= Faisal Abdulrahman Abdullah Aldakheel =

Faisal Abdulrahman Abdullah Aldakheel (فيصل عبدالرحمن عبدالله الدخيل) was a citizen of Saudi Arabia.
In 2003 the government of Saudi Arabia listed him on its Saudi list of most wanted terrorists.
Faisal is the older brother of Bandar Abdulrahman Abdullah Aldakheel and the cousin of Ahmad N. Al-Dakheel, both appeared on the Saudi list of most wanted terrorists. His brother Bandar left home in 2002, and was later listed as No. 9 on the country's 26 most wanted terrorist list and took part in the bombings at Al-Muhaya on December 9, 2003. His brother Bandor was killed by Saudi military forces in Al-Qassim on May 20, 2004. Faisal was one of the first "19 Most Wanted" terrorists by Saudi Arabia officials having first been added to the list on May 5, 2003, just a week before the suicide attacks in Riyadh, Saudi Arabia which he helped orchestrate.

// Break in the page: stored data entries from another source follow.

use serde_json::{Map, Value};

use crate::core::errors::ApiError;

pub fn validate_config(config: &Value) -> Result<(), ApiError> {
    let root = config
        .as_object()
        .ok_or_else(|| config_type_error("root", "object"))?;

    if let Some(server) = expect_optional_object(root, "server")? {
        validate_required_string_field(server, "server.host", "host")?;
        validate_u64_field(server, "server.port", "port", 0, 65_535)?;
        validate_string_array_field(
            server,
            "server.cors_allowed_origins",
            "cors_allowed_origins",
        )?;
    }

    if let Some(storage) = expect_optional_object(root, "storage")? {
        validate_required_string_field(storage, "storage.vector_db_path", "vector_db_path")?;
        validate_required_string_field(storage, "storage.documents_path", "documents_path")?;
    }

    if let Some(models) = expect_optional_object(root, "models")? {
        validate_required_string_field(models, "models.llm_model", "llm_model")?;
        validate_required_string_field(models, "models.embedding_model", "embedding_model")?;
        validate_required_string_field(models, "models.ollama_base_url", "ollama_base_url")?;
        validate_u64_field(
            models,
            "models.request_timeout_secs",
            "request_timeout_secs",
            1,
            86_400,
        )?;
    }

    if let Some(retrieval) = expect_optional_object(root, "retrieval")? {
        validate_u64_field(retrieval, "retrieval.top_k", "top_k", 1, 100)?;
    }

    if let Some(ingest) = expect_optional_object(root, "ingest")? {
        validate_u64_field(ingest, "ingest.chunk_size", "chunk_size", 1, 1_000_000)?;
        validate_u64_field(ingest, "ingest.chunk_overlap", "chunk_overlap", 0, 1_000_000)?;
        validate_u64_field(ingest, "ingest.batch_size", "batch_size", 1, 10_000)?;

        let size = ingest.get("chunk_size").and_then(Value::as_u64);
        let overlap = ingest.get("chunk_overlap").and_then(Value::as_u64);
        if let (Some(size), Some(overlap)) = (size, overlap) {
            if overlap >= size {
                return Err(ApiError::Config(format!(
                    "'ingest.chunk_overlap' ({}) must be less than 'ingest.chunk_size' ({})",
                    overlap, size
                )));
            }
        }
    }

    Ok(())
}

fn expect_optional_object<'a>(
    root: &'a Map<String, Value>,
    key: &str,
) -> Result<Option<&'a Map<String, Value>>, ApiError> {
    match root.get(key) {
        Some(Value::Object(map)) => Ok(Some(map)),
        Some(_) => Err(config_type_error(key, "object")),
        None => Ok(None),
    }
}

fn validate_u64_field(
    section: &Map<String, Value>,
    path: &str,
    key: &str,
    min: u64,
    max: u64,
) -> Result<(), ApiError> {
    let Some(value) = section.get(key) else {
        return Ok(());
    };
    let Some(number) = value.as_u64() else {
        return Err(config_type_error(path, "integer"));
    };
    if number < min || number > max {
        return Err(ApiError::Config(format!(
            "'{}' must be between {} and {}",
            path, min, max
        )));
    }
    Ok(())
}

fn validate_required_string_field(
    section: &Map<String, Value>,
    path: &str,
    key: &str,
) -> Result<(), ApiError> {
    let value = section
        .get(key)
        .ok_or_else(|| ApiError::Config(format!("'{}' is required", path)))?;
    let Some(text) = value.as_str() else {
        return Err(config_type_error(path, "string"));
    };
    if text.trim().is_empty() {
        return Err(ApiError::Config(format!("'{}' cannot be empty", path)));
    }
    Ok(())
}

fn validate_string_array_field(
    section: &Map<String, Value>,
    path: &str,
    key: &str,
) -> Result<(), ApiError> {
    let Some(value) = section.get(key) else {
        return Ok(());
    };
    let Some(items) = value.as_array() else {
        return Err(config_type_error(path, "array of strings"));
    };
    for (index, item) in items.iter().enumerate() {
        let Some(text) = item.as_str() else {
            return Err(config_type_error(&format!("{}[{}]", path, index), "string"));
        };
        if text.trim().is_empty() {
            return Err(ApiError::Config(format!(
                "'{}[{}]' cannot be empty",
                path, index
            )));
        }
    }
    Ok(())
}

fn config_type_error(path: &str, expected: &str) -> ApiError {
    ApiError::Config(format!("'{}': expected {}", path, expected))
}

#[cfg(test)]
mod tests {
    use super::*;
    use crate::core::config::defaults::default_config;
    use serde_json::json;

    #[test]
    fn defaults_are_valid() {
        validate_config(&default_config()).unwrap();
    }

    #[test]
    fn rejects_zero_top_k() {
        let err = validate_config(&json!({ "retrieval": { "top_k": 0 } })).unwrap_err();
        assert!(err.to_string().contains("retrieval.top_k"));
    }

    #[test]
    fn rejects_overlap_not_smaller_than_chunk_size() {
        let err = validate_config(&json!({
            "ingest": { "chunk_size": 100, "chunk_overlap": 100 }
        }))
        .unwrap_err();
        assert!(matches!(err, ApiError::Config(_)));
    }

    #[test]
    fn rejects_out_of_range_port_and_wrong_types() {
        assert!(validate_config(&json!({ "server": { "host": "h", "port": 70000 } })).is_err());
        assert!(validate_config(&json!({ "models": "llama2" })).is_err());
        assert!(validate_config(&json!({
            "server": { "host": "h", "cors_allowed_origins": [1] }
        }))
        .is_err());
    }
}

He was the deputy of Abdel Aziz al-Muqrin who was the head of Al Qaeda in Saudi Arabia. On May 7, 2004, Saudi police raided a safe house where he had been staying in Ashbelya district in central Saudi Arabia, but he was able to escape. During the raid, the police discovered of large cache of weapons, including 55 hand grenades and 330 kilograms of explosives. He would later be witnessed on videotape at the machine gunning ambush of Robert Jacobs, an employee for the Vinnell Corporation was murdered June 8, 2004 in the garage at his home in Riyadh. He was killed in a shootout with Saudi security officials with his superior, Abdel Aziz al-Muqrin during a police pursuit on April 18, 2004, following the kidnapping and beheading of Paul M. Johnson.